Below are some records; output exactly the lines from the line with "fn clone(&self) ->" to the line with "Reports every fetch", both ends kept, and nothing more.

(GIVEN RECORDS Opens)

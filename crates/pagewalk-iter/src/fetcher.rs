//! Single-page fetches against a document store.

use std::sync::Arc;

use pagewalk_core::{DocumentStore, NoopHook, Operation, SharedHook};

use crate::{Error, Page, QueryDescriptor, Result, TRACING_TARGET_FETCHER};

/// Fetches exactly one page of entities after a cursor.
pub struct PagedFetcher<S: ?Sized> {
    store: Arc<S>,
    hook: SharedHook,
}

impl<S: ?Sized> Clone for PagedFetcher<S> {
    fn clone(&self) -> Self {
        Self {
            store: self.store.clone(),
            hook: self.hook.clone(),
        }
    }
}

impl<S: ?Sized> std::fmt::Debug for PagedFetcher<S> {
    fn fmt(&self, f: &mut std::fmt::Formatter<'_>) -> std::fmt::Result {
        f.debug_struct("PagedFetcher").finish_non_exhaustive()
    }
}

impl<S> PagedFetcher<S>
where
    S: DocumentStore + ?Sized,
{
    /// Creates a fetcher over `store` with no accounting hook.
    pub fn new(store: Arc<S>) -> Self {
        Self {
            store,
            hook: NoopHook::shared(),
        }
    }

    /// Reports every fetch to `hook`.
    pub fn with_hook(mut self, hook: SharedHook) -> Self {
        self.hook = hook;
        self
    }

    /// Returns the underlying store.
    pub fn store(&self) -> &Arc<S> {
        &self.store
    }

    /// Returns the accounting hook.
    pub fn hook(&self) -> &SharedHook {
        &self.hook
    }

    /// Fetches up to `page_size` entities strictly after `after_id`.
    ///
    /// `after_id` is resolved through the store's get-by-id; an id that no
    /// longer resolves restarts from the beginning of the result set. Each call
    /// reports one read of `max(len, 1)` entities to the hook.
    ///
    /// # Errors
    ///
    /// Returns [`Error::Config`] for a zero page size and [`Error::Fetch`] when
    /// the store fails. Store failures are never retried here.
    #[tracing::instrument(skip(self, descriptor), target = TRACING_TARGET_FETCHER)]
    pub async fn fetch_page(
        &self,
        descriptor: &QueryDescriptor,
        page_size: usize,
        after_id: Option<&str>,
    ) -> Result<Page> {
        if page_size == 0 {
            return Err(Error::config("page size must be a positive integer"));
        }

        let marker = match after_id {
            Some(id) => {
                let marker = self.store.get_by_id(id).await?;
                if marker.is_none() {
                    tracing::warn!(
                        target: TRACING_TARGET_FETCHER,
                        cursor = %id,
                        "Cursor entity not found, starting from the beginning"
                    );
                }
                marker
            }
            None => None,
        };

        let query = descriptor.to_store_query(page_size, marker);
        let entities = self.store.query(&query).await?;

        let reads = entities.len().max(1) as u64;
        self.hook.record(Operation::Read, reads);

        let page = Page::new(entities);
        tracing::debug!(
            target: TRACING_TARGET_FETCHER,
            fetched = page.len(),
            next_cursor = page.next_cursor(),
            "Fetched page"
        );

        Ok(page)
    }
}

(GIVEN RECORDS Closes)

SOLUTION FOR THIS PROBLEM:
    fn clone(&self) -> Self {
        Self {
            store: self.store.clone(),
            hook: self.hook.clone(),
        }
    }
}

impl<S: ?Sized> std::fmt::Debug for PagedFetcher<S> {
    fn fmt(&self, f: &mut std::fmt::Formatter<'_>) -> std::fmt::Result {
        f.debug_struct("PagedFetcher").finish_non_exhaustive()
    }
}

impl<S> PagedFetcher<S>
where
    S: DocumentStore + ?Sized,
{
    /// Creates a fetcher over `store` with no accounting hook.
    pub fn new(store: Arc<S>) -> Self {
        Self {
            store,
            hook: NoopHook::shared(),
        }
    }

    /// Reports every fetch to `hook`.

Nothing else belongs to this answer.